#![forbid(unsafe_code)]

//! [`Document`] over the live browser DOM.
//!
//! Element handles are indices into a registry of `web_sys::Element`s. An
//! element is registered the first time a query returns it or an event
//! targets it, and is tagged with a `data-pagefx-id` attribute so later
//! lookups find the same handle.

use std::cell::RefCell;

use pagefx_core::{DomError, DomResult, Document, ElementId, FormFields, Rect, Selector, Viewport};
use wasm_bindgen::{JsCast, JsValue};
use web_sys::{
    Element, HtmlElement, HtmlFormElement, HtmlInputElement, HtmlSelectElement,
    HtmlTextAreaElement, NodeList, ScrollBehavior, ScrollToOptions, Window,
};

const ID_ATTR: &str = "data-pagefx-id";

pub(crate) fn host_error(context: &str, err: &JsValue) -> DomError {
    DomError::Host(format!("{context}: {err:?}"))
}

pub struct WebDocument {
    window: Window,
    document: web_sys::Document,
    root: ElementId,
    body: ElementId,
    nodes: RefCell<Vec<Element>>,
}

impl WebDocument {
    /// Bind to the current window's document.
    pub fn from_window() -> DomResult<Self> {
        let window = web_sys::window().ok_or_else(|| DomError::Host("no window".into()))?;
        let document = window
            .document()
            .ok_or_else(|| DomError::Host("no document".into()))?;
        let html = document
            .document_element()
            .ok_or_else(|| DomError::Host("no document element".into()))?;
        let body: Element = document
            .body()
            .ok_or_else(|| DomError::Host("no body".into()))?
            .into();

        let this = Self {
            window,
            document,
            root: ElementId::new(0),
            body: ElementId::new(0),
            nodes: RefCell::new(Vec::new()),
        };
        let root = this.id_for(&html);
        let body = this.id_for(&body);
        Ok(Self { root, body, ..this })
    }

    #[inline]
    #[must_use]
    pub fn window(&self) -> &Window {
        &self.window
    }

    /// Handle for `element`, registering it on first sight.
    pub fn id_for(&self, element: &Element) -> ElementId {
        let mut nodes = self.nodes.borrow_mut();
        if let Some(raw) = element
            .get_attribute(ID_ATTR)
            .and_then(|v| v.parse::<u32>().ok())
        {
            if nodes.get(raw as usize) == Some(element) {
                return ElementId::new(raw);
            }
        }
        let id = ElementId::new(nodes.len() as u32);
        // Tagging is best effort; lookups fall back to re-registration.
        let _ = element.set_attribute(ID_ATTR, &id.get().to_string());
        nodes.push(element.clone());
        id
    }

    /// The DOM element behind a handle.
    pub fn element(&self, id: ElementId) -> DomResult<Element> {
        self.nodes
            .borrow()
            .get(id.get() as usize)
            .cloned()
            .ok_or(DomError::Detached(id))
    }

    fn attached(&self, id: ElementId) -> Option<Element> {
        let element = self.element(id).ok()?;
        element.is_connected().then_some(element)
    }

    fn html(&self, id: ElementId) -> DomResult<HtmlElement> {
        self.element(id)?
            .dyn_into::<HtmlElement>()
            .map_err(|_| DomError::Host(format!("{id} is not an HTML element")))
    }

    fn collect(&self, list: Result<NodeList, JsValue>) -> Vec<ElementId> {
        let Ok(list) = list else {
            return Vec::new();
        };
        (0..list.length())
            .filter_map(|i| list.get(i))
            .filter_map(|node| node.dyn_into::<Element>().ok())
            .map(|el| self.id_for(&el))
            .collect()
    }

    /// Named control values of a form, keyed by `name`.
    #[must_use]
    pub fn form_fields(&self, form: &HtmlFormElement) -> FormFields {
        let mut fields = FormFields::new();
        let Ok(list) = form.query_selector_all("[name]") else {
            return fields;
        };
        for node in (0..list.length()).filter_map(|i| list.get(i)) {
            let value = if let Some(input) = node.dyn_ref::<HtmlInputElement>() {
                Some((input.name(), input.value()))
            } else if let Some(area) = node.dyn_ref::<HtmlTextAreaElement>() {
                Some((area.name(), area.value()))
            } else {
                node.dyn_ref::<HtmlSelectElement>()
                    .map(|select| (select.name(), select.value()))
            };
            if let Some((name, value)) = value {
                fields.insert(name, value);
            }
        }
        fields
    }
}

impl Document for WebDocument {
    fn root(&self) -> ElementId {
        self.root
    }

    fn body(&self) -> ElementId {
        self.body
    }

    fn element_by_id(&self, id: &str) -> Option<ElementId> {
        self.document
            .get_element_by_id(id)
            .map(|el| self.id_for(&el))
    }

    fn query_all(&self, selector: &Selector) -> Vec<ElementId> {
        self.collect(self.document.query_selector_all(&selector.to_css()))
    }

    fn query_within(&self, scope: ElementId, selector: &Selector) -> Vec<ElementId> {
        match self.attached(scope) {
            Some(el) => self.collect(el.query_selector_all(&selector.to_css())),
            None => Vec::new(),
        }
    }

    fn contains(&self, ancestor: ElementId, node: ElementId) -> bool {
        match (self.element(ancestor), self.element(node)) {
            (Ok(a), Ok(n)) => a.contains(Some(n.as_ref())),
            _ => false,
        }
    }

    fn tag_name(&self, element: ElementId) -> Option<String> {
        self.attached(element).map(|el| el.tag_name().to_ascii_lowercase())
    }

    fn matches(&self, element: ElementId, selector: &Selector) -> bool {
        self.attached(element)
            .is_some_and(|el| el.matches(&selector.to_css()).unwrap_or(false))
    }

    fn has_class(&self, element: ElementId, class: &str) -> bool {
        self.element(element)
            .is_ok_and(|el| el.class_list().contains(class))
    }

    fn add_class(&mut self, element: ElementId, class: &str) -> DomResult<()> {
        self.element(element)?
            .class_list()
            .add_1(class)
            .map_err(|e| host_error("classList.add", &e))
    }

    fn remove_class(&mut self, element: ElementId, class: &str) -> DomResult<()> {
        self.element(element)?
            .class_list()
            .remove_1(class)
            .map_err(|e| host_error("classList.remove", &e))
    }

    fn attribute(&self, element: ElementId, name: &str) -> Option<String> {
        self.element(element).ok()?.get_attribute(name)
    }

    fn set_attribute(&mut self, element: ElementId, name: &str, value: &str) -> DomResult<()> {
        self.element(element)?
            .set_attribute(name, value)
            .map_err(|e| host_error("setAttribute", &e))
    }

    fn text(&self, element: ElementId) -> Option<String> {
        self.element(element).ok()?.text_content()
    }

    fn set_text(&mut self, element: ElementId, text: &str) -> DomResult<()> {
        self.element(element)?.set_text_content(Some(text));
        Ok(())
    }

    fn set_style(&mut self, element: ElementId, property: &str, value: &str) -> DomResult<()> {
        self.html(element)?
            .style()
            .set_property(property, value)
            .map_err(|e| host_error("style.setProperty", &e))
    }

    fn set_disabled(&mut self, element: ElementId, disabled: bool) -> DomResult<()> {
        let el = self.element(element)?;
        let result = if disabled {
            el.set_attribute("disabled", "")
        } else {
            el.remove_attribute("disabled")
        };
        result.map_err(|e| host_error("disabled", &e))
    }

    fn create_element(&mut self, tag: &str) -> DomResult<ElementId> {
        let el = self
            .document
            .create_element(tag)
            .map_err(|e| host_error("createElement", &e))?;
        Ok(self.id_for(&el))
    }

    fn append_to_body(&mut self, element: ElementId) -> DomResult<()> {
        let el = self.element(element)?;
        self.element(self.body)?
            .append_child(&el)
            .map(|_| ())
            .map_err(|e| host_error("appendChild", &e))
    }

    fn remove(&mut self, element: ElementId) -> DomResult<()> {
        let el = self.attached(element).ok_or(DomError::Detached(element))?;
        el.remove();
        Ok(())
    }

    fn reset_form(&mut self, form: ElementId) -> DomResult<()> {
        self.element(form)?
            .dyn_into::<HtmlFormElement>()
            .map_err(|_| DomError::Host(format!("{form} is not a form")))?
            .reset();
        Ok(())
    }

    fn bounding_rect(&self, element: ElementId) -> Option<Rect> {
        let rect = self.attached(element)?.get_bounding_client_rect();
        Some(Rect::new(rect.x(), rect.y(), rect.width(), rect.height()))
    }

    fn viewport(&self) -> Viewport {
        let number = |v: Result<JsValue, JsValue>| v.ok().and_then(|v| v.as_f64()).unwrap_or(0.0);
        let width = number(self.window.inner_width());
        let height = number(self.window.inner_height());
        let mut viewport = Viewport::new(width, height);
        viewport.scroll_y = self.window.scroll_y().unwrap_or(0.0);
        viewport.scroll_height = self
            .document
            .document_element()
            .map_or(height, |el| f64::from(el.scroll_height()));
        viewport
    }

    fn scroll_to_top(&mut self, smooth: bool) -> DomResult<()> {
        let options = ScrollToOptions::new();
        options.set_top(0.0);
        if smooth {
            options.set_behavior(ScrollBehavior::Smooth);
        }
        self.window.scroll_to_with_scroll_to_options(&options);
        Ok(())
    }
}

Problem statement — Copy out the lines above word for word, stopping after the line containing "attribute so later".

Response to this task —
#![forbid(unsafe_code)]

//! [`Document`] over the live browser DOM.
//!
//! Element handles are indices into a registry of `web_sys::Element`s. An
//! element is registered the first time a query returns it or an event
//! targets it, and is tagged with a `data-pagefx-id` attribute so later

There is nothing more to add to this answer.